How many lines below hold the string "tokens"? Report that number alone.

#### THE DATA

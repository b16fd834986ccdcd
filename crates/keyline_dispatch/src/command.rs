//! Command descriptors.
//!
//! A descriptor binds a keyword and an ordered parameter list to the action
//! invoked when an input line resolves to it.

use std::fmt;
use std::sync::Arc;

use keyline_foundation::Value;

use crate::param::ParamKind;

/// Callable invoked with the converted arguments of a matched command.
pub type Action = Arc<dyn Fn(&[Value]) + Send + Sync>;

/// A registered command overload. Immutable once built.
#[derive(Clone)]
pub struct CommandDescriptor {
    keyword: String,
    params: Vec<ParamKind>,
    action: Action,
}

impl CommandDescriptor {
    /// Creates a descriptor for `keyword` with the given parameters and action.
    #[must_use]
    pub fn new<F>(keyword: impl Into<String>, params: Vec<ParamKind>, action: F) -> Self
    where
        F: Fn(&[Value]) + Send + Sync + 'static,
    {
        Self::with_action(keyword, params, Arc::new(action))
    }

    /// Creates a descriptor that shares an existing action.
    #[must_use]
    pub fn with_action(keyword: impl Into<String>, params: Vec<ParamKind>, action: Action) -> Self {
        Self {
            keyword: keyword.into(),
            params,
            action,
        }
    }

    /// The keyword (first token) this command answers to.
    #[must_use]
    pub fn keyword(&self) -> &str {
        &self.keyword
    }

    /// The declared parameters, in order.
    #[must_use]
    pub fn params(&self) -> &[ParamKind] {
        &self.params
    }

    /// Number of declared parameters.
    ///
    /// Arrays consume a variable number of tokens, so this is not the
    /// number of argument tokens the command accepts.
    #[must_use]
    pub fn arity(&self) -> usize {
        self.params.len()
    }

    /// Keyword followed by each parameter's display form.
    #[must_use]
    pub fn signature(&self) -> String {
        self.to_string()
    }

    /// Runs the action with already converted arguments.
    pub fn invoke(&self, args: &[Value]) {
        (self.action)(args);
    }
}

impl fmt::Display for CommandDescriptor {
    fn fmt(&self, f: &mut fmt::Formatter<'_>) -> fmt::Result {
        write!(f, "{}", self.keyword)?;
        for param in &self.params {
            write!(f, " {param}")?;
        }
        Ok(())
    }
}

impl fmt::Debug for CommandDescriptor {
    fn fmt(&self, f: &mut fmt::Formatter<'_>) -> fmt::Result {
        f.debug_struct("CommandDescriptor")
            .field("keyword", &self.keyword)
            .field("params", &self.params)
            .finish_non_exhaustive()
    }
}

########
#### THE DATA

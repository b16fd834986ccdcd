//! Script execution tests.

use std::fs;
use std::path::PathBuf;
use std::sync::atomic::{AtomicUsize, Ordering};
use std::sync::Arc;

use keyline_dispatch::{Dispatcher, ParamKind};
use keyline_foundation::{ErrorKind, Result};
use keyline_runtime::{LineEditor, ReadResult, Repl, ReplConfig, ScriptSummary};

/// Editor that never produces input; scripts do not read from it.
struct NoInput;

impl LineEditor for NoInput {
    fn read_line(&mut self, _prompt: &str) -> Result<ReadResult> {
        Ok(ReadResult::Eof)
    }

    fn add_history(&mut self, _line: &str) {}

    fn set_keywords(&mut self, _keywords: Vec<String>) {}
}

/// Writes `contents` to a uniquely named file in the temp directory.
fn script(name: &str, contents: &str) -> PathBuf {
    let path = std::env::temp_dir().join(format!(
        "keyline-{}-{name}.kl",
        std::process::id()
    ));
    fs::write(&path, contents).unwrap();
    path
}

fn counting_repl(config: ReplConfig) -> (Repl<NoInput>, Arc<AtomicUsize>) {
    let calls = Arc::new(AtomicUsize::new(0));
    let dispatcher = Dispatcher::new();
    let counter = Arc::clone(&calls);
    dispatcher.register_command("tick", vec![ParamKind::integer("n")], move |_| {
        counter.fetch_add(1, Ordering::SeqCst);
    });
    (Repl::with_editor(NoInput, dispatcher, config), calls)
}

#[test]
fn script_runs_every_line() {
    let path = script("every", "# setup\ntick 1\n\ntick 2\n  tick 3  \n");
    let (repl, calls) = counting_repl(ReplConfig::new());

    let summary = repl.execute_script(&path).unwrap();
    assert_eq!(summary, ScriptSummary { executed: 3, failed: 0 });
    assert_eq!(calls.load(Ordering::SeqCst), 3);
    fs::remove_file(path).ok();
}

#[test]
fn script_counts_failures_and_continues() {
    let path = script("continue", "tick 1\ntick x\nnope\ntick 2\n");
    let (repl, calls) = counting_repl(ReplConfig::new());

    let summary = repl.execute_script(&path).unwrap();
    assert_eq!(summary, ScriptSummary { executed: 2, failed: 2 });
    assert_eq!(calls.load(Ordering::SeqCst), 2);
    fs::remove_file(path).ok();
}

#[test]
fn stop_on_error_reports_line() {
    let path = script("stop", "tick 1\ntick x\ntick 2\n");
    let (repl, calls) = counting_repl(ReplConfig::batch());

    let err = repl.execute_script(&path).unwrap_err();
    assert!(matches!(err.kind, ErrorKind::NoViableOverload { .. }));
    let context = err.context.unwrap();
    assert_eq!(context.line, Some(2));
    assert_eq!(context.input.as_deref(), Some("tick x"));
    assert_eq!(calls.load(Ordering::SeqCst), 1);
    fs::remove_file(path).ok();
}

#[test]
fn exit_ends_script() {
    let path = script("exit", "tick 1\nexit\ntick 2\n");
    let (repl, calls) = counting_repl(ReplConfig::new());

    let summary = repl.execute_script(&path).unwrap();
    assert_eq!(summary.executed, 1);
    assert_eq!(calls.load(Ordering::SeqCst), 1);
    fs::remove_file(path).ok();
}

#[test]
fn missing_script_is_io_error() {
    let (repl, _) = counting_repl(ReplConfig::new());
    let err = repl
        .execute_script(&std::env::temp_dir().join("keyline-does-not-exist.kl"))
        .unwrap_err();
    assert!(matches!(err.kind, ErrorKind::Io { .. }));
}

########

• REPLY TO THE EXERCISE:
2